→ **What to work on**:
Could you show all lines in the entries below that contain the string "accelerate"?

Start of Given records

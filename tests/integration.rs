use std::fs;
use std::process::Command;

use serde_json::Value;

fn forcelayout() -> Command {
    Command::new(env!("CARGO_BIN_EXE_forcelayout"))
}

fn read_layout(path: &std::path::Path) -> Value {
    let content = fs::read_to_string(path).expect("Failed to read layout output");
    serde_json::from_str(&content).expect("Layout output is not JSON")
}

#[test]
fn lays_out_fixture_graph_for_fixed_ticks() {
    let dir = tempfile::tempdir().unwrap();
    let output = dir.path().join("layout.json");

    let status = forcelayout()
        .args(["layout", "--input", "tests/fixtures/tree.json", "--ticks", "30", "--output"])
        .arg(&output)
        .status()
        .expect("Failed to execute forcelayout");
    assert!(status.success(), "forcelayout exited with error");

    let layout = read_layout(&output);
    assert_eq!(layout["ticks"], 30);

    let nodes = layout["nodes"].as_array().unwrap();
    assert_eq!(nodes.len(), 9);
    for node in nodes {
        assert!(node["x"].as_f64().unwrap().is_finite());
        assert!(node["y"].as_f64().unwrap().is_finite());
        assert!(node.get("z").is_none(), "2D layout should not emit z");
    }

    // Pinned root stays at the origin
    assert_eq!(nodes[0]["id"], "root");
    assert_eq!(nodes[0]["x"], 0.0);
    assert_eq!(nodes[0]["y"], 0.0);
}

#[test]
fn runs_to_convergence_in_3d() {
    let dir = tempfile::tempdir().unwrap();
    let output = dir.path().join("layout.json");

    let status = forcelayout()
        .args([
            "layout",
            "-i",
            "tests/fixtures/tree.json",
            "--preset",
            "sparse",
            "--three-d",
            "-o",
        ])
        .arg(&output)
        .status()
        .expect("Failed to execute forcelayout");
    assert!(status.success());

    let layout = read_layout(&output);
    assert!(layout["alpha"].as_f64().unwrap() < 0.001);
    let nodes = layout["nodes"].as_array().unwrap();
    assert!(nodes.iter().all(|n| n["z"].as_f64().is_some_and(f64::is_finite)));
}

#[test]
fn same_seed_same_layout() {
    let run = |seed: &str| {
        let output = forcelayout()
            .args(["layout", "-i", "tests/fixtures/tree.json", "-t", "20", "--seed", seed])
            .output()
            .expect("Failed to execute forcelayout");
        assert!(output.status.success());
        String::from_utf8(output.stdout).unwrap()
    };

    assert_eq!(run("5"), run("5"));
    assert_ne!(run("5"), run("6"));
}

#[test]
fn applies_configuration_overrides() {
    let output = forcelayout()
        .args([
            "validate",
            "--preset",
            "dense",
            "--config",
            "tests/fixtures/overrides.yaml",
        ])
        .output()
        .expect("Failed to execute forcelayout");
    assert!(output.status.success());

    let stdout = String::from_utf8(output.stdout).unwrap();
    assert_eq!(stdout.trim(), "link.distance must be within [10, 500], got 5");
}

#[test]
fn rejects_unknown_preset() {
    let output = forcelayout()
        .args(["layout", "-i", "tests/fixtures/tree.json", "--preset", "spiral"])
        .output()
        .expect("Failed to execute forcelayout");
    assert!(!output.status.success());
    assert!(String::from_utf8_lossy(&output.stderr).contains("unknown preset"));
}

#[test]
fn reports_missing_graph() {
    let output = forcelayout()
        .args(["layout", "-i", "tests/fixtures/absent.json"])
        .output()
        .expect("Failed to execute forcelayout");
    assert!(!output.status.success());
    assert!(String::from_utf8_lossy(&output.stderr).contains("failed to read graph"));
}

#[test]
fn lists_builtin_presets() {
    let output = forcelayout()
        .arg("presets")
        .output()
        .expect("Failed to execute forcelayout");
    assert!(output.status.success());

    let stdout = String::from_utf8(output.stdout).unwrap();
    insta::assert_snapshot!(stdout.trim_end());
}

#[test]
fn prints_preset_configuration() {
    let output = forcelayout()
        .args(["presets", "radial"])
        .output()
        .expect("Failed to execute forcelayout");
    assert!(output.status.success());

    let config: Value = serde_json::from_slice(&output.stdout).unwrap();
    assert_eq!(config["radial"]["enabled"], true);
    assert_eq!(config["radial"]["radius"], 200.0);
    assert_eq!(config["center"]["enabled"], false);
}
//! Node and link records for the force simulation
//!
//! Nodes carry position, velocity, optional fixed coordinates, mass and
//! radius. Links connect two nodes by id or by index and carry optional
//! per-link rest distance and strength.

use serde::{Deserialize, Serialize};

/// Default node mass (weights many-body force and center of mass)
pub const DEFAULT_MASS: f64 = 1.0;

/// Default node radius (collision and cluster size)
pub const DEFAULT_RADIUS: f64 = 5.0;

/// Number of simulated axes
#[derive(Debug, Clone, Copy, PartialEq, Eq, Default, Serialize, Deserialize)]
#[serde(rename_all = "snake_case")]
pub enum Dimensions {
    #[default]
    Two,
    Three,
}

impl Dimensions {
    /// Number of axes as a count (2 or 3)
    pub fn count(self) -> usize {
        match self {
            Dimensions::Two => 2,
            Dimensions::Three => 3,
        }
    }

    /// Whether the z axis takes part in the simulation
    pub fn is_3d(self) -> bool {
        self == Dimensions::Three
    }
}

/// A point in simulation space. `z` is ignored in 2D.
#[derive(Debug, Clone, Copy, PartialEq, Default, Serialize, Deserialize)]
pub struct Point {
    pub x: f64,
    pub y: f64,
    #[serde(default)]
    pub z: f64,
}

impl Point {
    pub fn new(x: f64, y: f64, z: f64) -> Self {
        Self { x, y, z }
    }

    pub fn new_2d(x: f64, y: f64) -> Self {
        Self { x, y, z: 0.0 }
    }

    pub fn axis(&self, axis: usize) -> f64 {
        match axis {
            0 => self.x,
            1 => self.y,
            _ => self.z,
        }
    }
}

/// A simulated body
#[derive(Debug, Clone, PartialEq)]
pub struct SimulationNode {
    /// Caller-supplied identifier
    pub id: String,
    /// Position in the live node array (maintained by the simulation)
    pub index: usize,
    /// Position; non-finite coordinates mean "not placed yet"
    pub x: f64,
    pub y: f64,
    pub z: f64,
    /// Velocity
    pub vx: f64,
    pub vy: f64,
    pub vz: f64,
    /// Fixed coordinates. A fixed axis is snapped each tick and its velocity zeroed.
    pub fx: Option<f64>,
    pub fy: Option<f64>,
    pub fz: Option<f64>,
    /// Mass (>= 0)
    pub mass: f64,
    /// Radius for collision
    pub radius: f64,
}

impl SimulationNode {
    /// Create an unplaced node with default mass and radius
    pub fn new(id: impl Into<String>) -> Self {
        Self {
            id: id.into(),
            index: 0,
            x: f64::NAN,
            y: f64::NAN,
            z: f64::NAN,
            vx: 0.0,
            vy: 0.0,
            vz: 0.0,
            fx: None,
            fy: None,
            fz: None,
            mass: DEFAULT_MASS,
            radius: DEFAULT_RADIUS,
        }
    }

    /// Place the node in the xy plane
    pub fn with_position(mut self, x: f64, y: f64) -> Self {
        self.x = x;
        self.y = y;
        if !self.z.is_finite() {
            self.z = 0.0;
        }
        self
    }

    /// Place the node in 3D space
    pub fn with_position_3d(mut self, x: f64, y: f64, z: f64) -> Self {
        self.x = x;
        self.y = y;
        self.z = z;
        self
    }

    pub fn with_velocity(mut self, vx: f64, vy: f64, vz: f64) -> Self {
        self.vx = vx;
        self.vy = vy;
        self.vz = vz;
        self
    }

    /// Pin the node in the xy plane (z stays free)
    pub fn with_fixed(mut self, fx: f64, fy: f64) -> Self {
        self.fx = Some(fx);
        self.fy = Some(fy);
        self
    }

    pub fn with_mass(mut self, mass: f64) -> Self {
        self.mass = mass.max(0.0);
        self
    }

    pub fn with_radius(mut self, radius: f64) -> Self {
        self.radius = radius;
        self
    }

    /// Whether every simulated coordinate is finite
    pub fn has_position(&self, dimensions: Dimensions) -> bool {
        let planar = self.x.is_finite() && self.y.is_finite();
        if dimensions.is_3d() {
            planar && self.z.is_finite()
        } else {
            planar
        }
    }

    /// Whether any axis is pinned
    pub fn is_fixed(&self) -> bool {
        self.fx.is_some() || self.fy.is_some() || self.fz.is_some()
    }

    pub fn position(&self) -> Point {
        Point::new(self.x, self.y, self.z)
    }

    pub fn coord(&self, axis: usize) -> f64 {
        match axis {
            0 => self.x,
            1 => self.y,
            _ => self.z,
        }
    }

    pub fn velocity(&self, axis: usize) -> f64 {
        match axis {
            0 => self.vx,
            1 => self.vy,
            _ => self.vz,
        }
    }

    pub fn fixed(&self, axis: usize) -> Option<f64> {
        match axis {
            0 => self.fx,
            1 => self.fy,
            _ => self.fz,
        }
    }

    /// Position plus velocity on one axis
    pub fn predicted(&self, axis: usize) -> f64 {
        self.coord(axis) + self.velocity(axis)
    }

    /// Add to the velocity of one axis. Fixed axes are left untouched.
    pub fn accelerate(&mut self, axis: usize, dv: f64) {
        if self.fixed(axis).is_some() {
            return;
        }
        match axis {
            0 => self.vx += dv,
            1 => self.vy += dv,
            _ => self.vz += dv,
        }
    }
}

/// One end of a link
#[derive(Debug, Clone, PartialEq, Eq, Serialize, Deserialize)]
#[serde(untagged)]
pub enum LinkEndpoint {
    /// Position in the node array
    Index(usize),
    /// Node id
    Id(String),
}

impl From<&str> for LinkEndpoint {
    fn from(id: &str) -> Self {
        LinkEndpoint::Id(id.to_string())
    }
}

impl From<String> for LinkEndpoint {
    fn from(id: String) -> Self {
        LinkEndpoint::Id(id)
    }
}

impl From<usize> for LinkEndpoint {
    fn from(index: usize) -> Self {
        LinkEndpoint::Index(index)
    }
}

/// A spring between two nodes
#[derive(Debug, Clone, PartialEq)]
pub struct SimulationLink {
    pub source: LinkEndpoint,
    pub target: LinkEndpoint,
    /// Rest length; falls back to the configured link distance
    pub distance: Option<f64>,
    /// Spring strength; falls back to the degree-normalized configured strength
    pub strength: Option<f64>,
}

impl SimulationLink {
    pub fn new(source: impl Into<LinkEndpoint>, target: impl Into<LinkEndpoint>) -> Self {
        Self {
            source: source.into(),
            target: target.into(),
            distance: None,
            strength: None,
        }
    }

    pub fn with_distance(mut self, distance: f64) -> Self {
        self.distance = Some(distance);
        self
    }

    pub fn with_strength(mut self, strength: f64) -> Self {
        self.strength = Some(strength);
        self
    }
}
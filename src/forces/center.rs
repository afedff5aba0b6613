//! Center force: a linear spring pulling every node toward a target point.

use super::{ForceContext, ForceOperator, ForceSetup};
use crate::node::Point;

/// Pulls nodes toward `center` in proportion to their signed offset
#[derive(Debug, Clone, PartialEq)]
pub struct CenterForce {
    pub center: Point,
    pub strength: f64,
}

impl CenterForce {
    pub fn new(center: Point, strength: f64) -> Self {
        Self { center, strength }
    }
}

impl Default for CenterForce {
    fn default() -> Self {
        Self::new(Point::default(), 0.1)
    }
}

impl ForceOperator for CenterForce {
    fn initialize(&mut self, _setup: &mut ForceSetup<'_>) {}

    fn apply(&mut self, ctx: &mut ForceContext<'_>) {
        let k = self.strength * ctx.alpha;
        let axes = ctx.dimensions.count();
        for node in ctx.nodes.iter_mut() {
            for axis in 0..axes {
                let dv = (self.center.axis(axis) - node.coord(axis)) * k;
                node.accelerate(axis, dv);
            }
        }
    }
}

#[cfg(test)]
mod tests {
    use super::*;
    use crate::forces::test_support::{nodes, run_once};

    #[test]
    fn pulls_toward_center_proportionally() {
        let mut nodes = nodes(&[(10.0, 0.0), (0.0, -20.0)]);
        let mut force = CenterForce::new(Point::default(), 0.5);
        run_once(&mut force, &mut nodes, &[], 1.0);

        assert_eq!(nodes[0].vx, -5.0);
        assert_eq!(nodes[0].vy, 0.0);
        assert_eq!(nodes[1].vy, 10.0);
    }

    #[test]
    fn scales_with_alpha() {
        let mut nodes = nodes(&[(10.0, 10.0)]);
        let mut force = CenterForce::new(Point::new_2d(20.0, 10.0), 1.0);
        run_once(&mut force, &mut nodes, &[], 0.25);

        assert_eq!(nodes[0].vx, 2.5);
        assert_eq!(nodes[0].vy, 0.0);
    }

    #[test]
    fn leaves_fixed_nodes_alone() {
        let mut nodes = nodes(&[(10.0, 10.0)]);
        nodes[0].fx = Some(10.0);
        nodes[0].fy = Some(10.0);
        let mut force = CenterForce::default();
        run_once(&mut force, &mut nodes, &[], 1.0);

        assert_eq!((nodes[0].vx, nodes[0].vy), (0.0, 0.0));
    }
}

End of Given records

→ **Response**:
    pub fn accelerate(&mut self, axis: usize, dv: f64) {
                node.accelerate(axis, dv);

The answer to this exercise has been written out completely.